-RM & AM for Hadoop
Ralph Castain 2011-12-30, 16:02
I have been familiarizing myself with the Hadoop 0.23 code tree, and found myself wondering if people were aware of the tools commonly used by the HPC community as I worked my way thru the code. Just in case the community isn't, I thought it might be worth a very brief summary of the field.
The HPC community has a long history of implementing and fielding resource and application management tools that are fault tolerant with respect to process and node failures. These systems readily scale to the 30K node and 100K process size today, and are running on 10s of thousands of clusters around the world. Efforts to extend capabilities to the 100K node, 1M process level are aggressively being pursued and expected to be fielded in the next two years.
Although these systems support MPI applications, there is nothing exclusively MPI about them. All will readily execute any application, including a MapReduce operation. HDFS support is lacking, of course, but can be readily added in most cases.

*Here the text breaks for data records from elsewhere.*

//! Ports: per-form descriptor bindings.
//!
//! A port pairs a byte stream (a file) with a value channel. Each port
//! records whether it owns those resources; only owning ports close them
//! on release, so a duplicated descriptor never closes a stream twice.

use std::fs::{File, OpenOptions};
use std::sync::{Arc, Mutex, MutexGuard, PoisonError};

use conch_foundation::{Error, ErrorKind, Result, Type, Value};
use tracing::debug;

use crate::ast::RedirMode;
use crate::op::ValuesOp;
use crate::span::Site;

/// A redirection compiled into an op that produces a port at runtime.
#[derive(Clone, Debug)]
pub enum PortOp {
    /// Produces an empty port: the descriptor is closed.
    Close,
    /// Copies another descriptor's port without taking ownership.
    Dup {
        /// Descriptor being copied.
        old_fd: usize,
    },
    /// Opens a file.
    File {
        /// Must produce exactly one string.
        filename: ValuesOp,
        /// How to open it.
        mode: RedirMode,
        /// Permission bits for a created file.
        file_mode: u32,
        /// Where the redirection appears.
        site: Site,
    },
}

/// What a port op needs from the evaluator to run.
pub trait PortEnv {
    /// The port currently bound to `fd`.
    fn port(&self, fd: usize) -> Option<&Port>;

    /// Evaluates a values op.
    fn eval_values(&mut self, op: &ValuesOp) -> Result<Vec<Value>>;
}

impl PortOp {
    /// Produces the port this redirection describes.
    ///
    /// # Errors
    ///
    /// Fails if a duplicated descriptor has no port, or if the filename
    /// is not exactly one string or cannot be opened.
    pub fn open<E: PortEnv + ?Sized>(&self, env: &mut E) -> Result<Port> {
        match self {
            Self::Close => Ok(Port::closed()),
            Self::Dup { old_fd } => env
                .port(*old_fd)
                .map(Port::duplicate)
                .ok_or_else(|| Error::new(ErrorKind::UndefinedPort(*old_fd))),
            Self::File {
                filename,
                mode,
                file_mode,
                site,
            } => {
                let values = env.eval_values(filename)?;
                let path = single_string(&values, "filename").map_err(|e| at(e, site))?;
                debug!(path, ?mode, "opening redirection target");
                let file = mode.open_options(*file_mode).open(path).map_err(|e| {
                    at(
                        Error::new(ErrorKind::Io {
                            path: path.to_string(),
                            message: e.to_string(),
                        }),
                        site,
                    )
                })?;
                Ok(Port::owning(file))
            }
        }
    }
}

fn single_string<'a>(values: &'a [Value], what: &str) -> Result<&'a str> {
    match values {
        [Value::String(s)] => Ok(s),
        [other] => Err(Error::type_mismatch(Type::String, other.value_type())),
        _ => Err(Error::new(ErrorKind::NotSingleString {
            what: what.to_string(),
            count: values.len(),
        })),
    }
}

fn at(err: Error, site: &Site) -> Error {
    err.with_context(site.context())
}

impl RedirMode {
    /// Open options for this mode, creating files with `file_mode`.
    #[must_use]
    pub fn open_options(self, file_mode: u32) -> OpenOptions {
        let mut options = OpenOptions::new();
        match self {
            Self::Read => options.read(true),
            Self::Write => options.write(true).create(true).truncate(true),
            Self::Append => options.append(true).create(true),
            Self::ReadWrite => options.read(true).write(true).create(true),
        };
        #[cfg(unix)]
        {
            use std::os::unix::fs::OpenOptionsExt;
            options.mode(file_mode);
        }
        #[cfg(not(unix))]
        let _ = file_mode;
        options
    }
}

fn lock<T>(mutex: &Mutex<T>) -> MutexGuard<'_, T> {
    mutex.lock().unwrap_or_else(PoisonError::into_inner)
}

/// A file shared between ports. Closing it is visible to every holder.
#[derive(Clone, Debug)]
pub struct SharedFile(Arc<Mutex<Option<File>>>);

impl SharedFile {
    /// Wraps an open file.
    #[must_use]
    pub fn new(file: File) -> Self {
        Self(Arc::new(Mutex::new(Some(file))))
    }

    /// Returns true until some owner closes the file.
    #[must_use]
    pub fn is_open(&self) -> bool {
        lock(&self.0).is_some()
    }

    /// Closes the file. Returns false if it was already closed.
    pub fn close(&self) -> bool {
        lock(&self.0).take().is_some()
    }

    /// Runs `f` on the file if it is still open.
    pub fn with<R>(&self, f: impl FnOnce(&mut File) -> R) -> Option<R> {
        lock(&self.0).as_mut().map(f)
    }
}

/// A value channel shared between ports.
#[derive(Clone, Debug)]
pub struct ValueChannel {
    tx: Arc<Mutex<Option<flume::Sender<Value>>>>,
    rx: flume::Receiver<Value>,
}

impl ValueChannel {
    /// Creates an open, unbounded channel.
    #[must_use]
    pub fn new() -> Self {
        let (tx, rx) = flume::unbounded();
        Self {
            tx: Arc::new(Mutex::new(Some(tx))),
            rx,
        }
    }

    /// Returns true until some owner closes the channel.
    #[must_use]
    pub fn is_open(&self) -> bool {
        lock(&self.tx).is_some()
    }

    /// Sends a value. Returns false if the channel is closed.
    pub fn send(&self, value: Value) -> bool {
        lock(&self.tx)
            .as_ref()
            .is_some_and(|tx| tx.send(value).is_ok())
    }

    /// The receiving end.
    #[must_use]
    pub fn receiver(&self) -> &flume::Receiver<Value> {
        &self.rx
    }

    /// Closes the sending side. Returns false if it was already closed.
    pub fn close(&self) -> bool {
        lock(&self.tx).take().is_some()
    }
}

impl Default for ValueChannel {
    fn default() -> Self {
        Self::new()
    }
}

/// A descriptor binding for one form.
#[derive(Clone, Debug, Default)]
pub struct Port {
    /// Byte stream.
    pub file: Option<SharedFile>,
    /// Value stream.
    pub chan: Option<ValueChannel>,
    /// Whether releasing this port closes `file`.
    pub close_file: bool,
    /// Whether releasing this port closes `chan`.
    pub close_chan: bool,
}

impl Port {
    /// The empty placeholder for a closed descriptor.
    #[must_use]
    pub fn closed() -> Self {
        Self::default()
    }

    /// A port that owns a freshly opened file and a fresh channel.
    #[must_use]
    pub fn owning(file: File) -> Self {
        Self {
            file: Some(SharedFile::new(file)),
            chan: Some(ValueChannel::new()),
            close_file: true,
            close_chan: true,
        }
    }

    /// A port borrowing streams owned elsewhere.
    #[must_use]
    pub fn inherited(file: Option<SharedFile>, chan: Option<ValueChannel>) -> Self {
        Self {
            file,
            chan,
            close_file: false,
            close_chan: false,
        }
    }

    /// Copies this port with both close flags cleared.
    #[must_use]
    pub fn duplicate(&self) -> Self {
        Self {
            close_file: false,
            close_chan: false,
            ..self.clone()
        }
    }

    /// Returns true if this is the closed placeholder.
    #[must_use]
    pub fn is_closed(&self) -> bool {
        self.file.is_none() && self.chan.is_none()
    }

    /// Closes whatever this port owns.
    pub fn release(&self) {
        if self.close_file {
            if let Some(file) = &self.file {
                file.close();
            }
        }
        if self.close_chan {
            if let Some(chan) = &self.chan {
                chan.close();
            }
        }
    }
}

My point here is that replicating all the fault tolerant resource and application management capabilities of the existing systems is a major undertaking that may not be necessary. The existing systems represent hundreds of man-years of effort, coupled with thousands of machine-years of operational experience - together, these provide a level of confidence that will be hard to duplicate.
In the HPC world, resource managers and application managers are typically separate entities. Although many people use the AM that comes with a particular RM, almost all RM/AM systems support a wide range of combinations so that users can pick-and-choose the pairing that best fits their needs. Both proprietary (e.g., Moab and LSF) and open-source (e.g., SLURM and Gridengine) versions of RMs and AMs are available, each with differing levels of fault tolerance.
For those not wanting to deal with the peculiarities of each combination, abstraction layers are available. For example, Open MPI's "mpirun" tool will transparently interface to nearly all available RMs and AMs, executing your application in the same manner regardless of the underlying systems. OMPI provides its own fault tolerance capabilities to ensure commonality across environments, and is capable of restarting and rewiring applications as required. In addition, OMPI allows the definition of "fault groups" (i.e., failure dependencies between nodes) to further protect against cascading failures, and a variety of software and hardware sensors to detect deteriorating behavior prior to actual node/process failure.
Multiple error response strategies are available from most existing systems, including OMPI. These are user-selectable at time of execution and range from simple termination of the entire application, to restarting processes on the current node (assuming that node is up or restarts), shifting processes to nodes currently being used by the application, and shifting processes to available "backup" nodes.
I can provide more info as requested, but wanted to at least make you aware of the existing capabilities. A quick "poll" of HPC RM/AM providers indicates a willingness to add HDFS support - they haven't done so to-date because nobody asked them to do so, and they tend to respond to user demand. No technical barrier is immediately apparent.